## Your assignment
Take each line in the entries below that holds "NewickWriter" and show it.

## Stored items
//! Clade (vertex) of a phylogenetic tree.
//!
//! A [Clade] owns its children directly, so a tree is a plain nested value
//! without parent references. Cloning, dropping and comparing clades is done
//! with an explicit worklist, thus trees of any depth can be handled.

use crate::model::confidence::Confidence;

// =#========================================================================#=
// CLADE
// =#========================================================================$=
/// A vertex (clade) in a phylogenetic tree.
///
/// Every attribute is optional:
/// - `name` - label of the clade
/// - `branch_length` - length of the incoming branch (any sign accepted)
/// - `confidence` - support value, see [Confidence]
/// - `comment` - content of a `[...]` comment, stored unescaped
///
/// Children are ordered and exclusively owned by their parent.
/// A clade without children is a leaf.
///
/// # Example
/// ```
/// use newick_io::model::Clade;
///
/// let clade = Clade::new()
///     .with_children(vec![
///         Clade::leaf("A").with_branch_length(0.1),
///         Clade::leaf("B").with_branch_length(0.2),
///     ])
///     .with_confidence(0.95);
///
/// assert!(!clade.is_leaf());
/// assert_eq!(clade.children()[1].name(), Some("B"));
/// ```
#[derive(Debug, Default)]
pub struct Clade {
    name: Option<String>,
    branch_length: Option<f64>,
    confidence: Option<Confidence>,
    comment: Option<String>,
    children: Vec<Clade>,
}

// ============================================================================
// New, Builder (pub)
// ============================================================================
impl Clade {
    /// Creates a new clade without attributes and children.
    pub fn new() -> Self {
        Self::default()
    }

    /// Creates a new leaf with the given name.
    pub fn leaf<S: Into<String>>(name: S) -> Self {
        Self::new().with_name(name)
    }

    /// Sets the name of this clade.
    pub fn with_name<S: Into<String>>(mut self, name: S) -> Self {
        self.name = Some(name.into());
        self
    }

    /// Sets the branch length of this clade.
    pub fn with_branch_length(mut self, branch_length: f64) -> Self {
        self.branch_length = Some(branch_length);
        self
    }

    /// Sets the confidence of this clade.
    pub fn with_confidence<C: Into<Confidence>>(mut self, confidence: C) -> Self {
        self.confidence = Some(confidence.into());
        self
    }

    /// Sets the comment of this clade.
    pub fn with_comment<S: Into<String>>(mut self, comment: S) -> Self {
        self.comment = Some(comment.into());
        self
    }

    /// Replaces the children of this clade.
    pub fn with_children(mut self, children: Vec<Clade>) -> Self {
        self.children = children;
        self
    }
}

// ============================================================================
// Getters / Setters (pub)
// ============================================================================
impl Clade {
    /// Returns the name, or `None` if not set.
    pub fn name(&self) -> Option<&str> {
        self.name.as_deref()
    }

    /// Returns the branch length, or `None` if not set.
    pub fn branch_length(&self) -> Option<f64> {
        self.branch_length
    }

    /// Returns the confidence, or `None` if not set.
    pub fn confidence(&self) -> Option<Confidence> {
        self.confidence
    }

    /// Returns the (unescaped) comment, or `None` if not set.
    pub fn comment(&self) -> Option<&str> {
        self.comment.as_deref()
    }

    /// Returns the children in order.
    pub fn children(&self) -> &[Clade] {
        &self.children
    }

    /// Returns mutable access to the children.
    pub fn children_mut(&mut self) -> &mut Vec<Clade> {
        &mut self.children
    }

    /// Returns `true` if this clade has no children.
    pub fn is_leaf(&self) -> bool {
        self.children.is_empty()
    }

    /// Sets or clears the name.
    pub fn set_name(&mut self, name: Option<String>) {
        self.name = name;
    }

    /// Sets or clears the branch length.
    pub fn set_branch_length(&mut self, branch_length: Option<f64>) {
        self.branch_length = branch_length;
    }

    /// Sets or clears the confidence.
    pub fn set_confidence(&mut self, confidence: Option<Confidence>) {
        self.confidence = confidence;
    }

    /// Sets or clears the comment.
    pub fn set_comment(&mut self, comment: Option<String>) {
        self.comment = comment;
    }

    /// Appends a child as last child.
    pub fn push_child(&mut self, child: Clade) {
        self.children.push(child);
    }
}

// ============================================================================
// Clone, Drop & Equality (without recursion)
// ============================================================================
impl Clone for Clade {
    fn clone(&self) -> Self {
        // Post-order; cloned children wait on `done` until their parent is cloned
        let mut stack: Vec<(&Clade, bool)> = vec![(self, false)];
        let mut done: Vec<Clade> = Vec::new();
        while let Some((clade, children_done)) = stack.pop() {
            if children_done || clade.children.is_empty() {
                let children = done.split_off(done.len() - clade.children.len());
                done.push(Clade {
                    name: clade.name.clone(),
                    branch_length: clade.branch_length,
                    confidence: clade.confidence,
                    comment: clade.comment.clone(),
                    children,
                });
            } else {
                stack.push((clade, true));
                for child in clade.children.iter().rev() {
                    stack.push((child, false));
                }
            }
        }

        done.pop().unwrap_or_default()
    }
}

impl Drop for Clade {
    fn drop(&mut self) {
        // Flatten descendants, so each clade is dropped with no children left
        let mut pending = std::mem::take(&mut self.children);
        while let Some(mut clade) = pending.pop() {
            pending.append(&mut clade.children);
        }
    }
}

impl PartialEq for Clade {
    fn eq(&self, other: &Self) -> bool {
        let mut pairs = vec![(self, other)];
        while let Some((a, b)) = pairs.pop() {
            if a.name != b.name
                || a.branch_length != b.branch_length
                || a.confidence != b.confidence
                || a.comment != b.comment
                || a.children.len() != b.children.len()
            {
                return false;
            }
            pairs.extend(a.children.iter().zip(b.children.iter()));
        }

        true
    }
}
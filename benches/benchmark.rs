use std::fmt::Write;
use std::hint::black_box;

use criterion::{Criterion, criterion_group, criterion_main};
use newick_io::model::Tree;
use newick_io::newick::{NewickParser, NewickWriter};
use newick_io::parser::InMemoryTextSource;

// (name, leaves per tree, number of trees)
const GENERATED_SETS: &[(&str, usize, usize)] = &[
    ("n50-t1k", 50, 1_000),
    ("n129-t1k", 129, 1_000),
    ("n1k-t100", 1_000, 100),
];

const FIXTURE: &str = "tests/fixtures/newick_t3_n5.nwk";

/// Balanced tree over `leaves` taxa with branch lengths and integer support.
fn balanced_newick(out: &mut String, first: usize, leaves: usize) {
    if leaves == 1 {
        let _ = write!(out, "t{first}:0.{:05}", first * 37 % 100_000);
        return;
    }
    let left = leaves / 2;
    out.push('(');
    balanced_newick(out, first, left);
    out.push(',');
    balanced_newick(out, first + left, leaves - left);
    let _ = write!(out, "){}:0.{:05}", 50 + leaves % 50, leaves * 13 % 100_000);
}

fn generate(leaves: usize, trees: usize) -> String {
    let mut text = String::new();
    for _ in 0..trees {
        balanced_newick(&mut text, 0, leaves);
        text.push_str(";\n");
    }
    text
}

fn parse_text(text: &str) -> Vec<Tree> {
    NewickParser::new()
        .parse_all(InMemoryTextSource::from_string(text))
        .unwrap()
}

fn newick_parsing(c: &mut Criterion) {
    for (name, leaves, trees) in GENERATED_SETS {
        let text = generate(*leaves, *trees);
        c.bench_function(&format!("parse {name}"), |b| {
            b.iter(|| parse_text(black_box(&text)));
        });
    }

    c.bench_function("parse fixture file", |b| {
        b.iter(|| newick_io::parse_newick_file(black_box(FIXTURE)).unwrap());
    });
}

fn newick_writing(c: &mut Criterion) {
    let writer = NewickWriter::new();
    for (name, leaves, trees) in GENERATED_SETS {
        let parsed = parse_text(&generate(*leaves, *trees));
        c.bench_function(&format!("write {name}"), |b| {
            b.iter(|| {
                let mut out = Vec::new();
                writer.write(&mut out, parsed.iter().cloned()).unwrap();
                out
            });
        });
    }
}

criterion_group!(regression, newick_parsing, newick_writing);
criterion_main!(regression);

## Result of the task
use newick_io::newick::{NewickParser, NewickWriter};
    let writer = NewickWriter::new();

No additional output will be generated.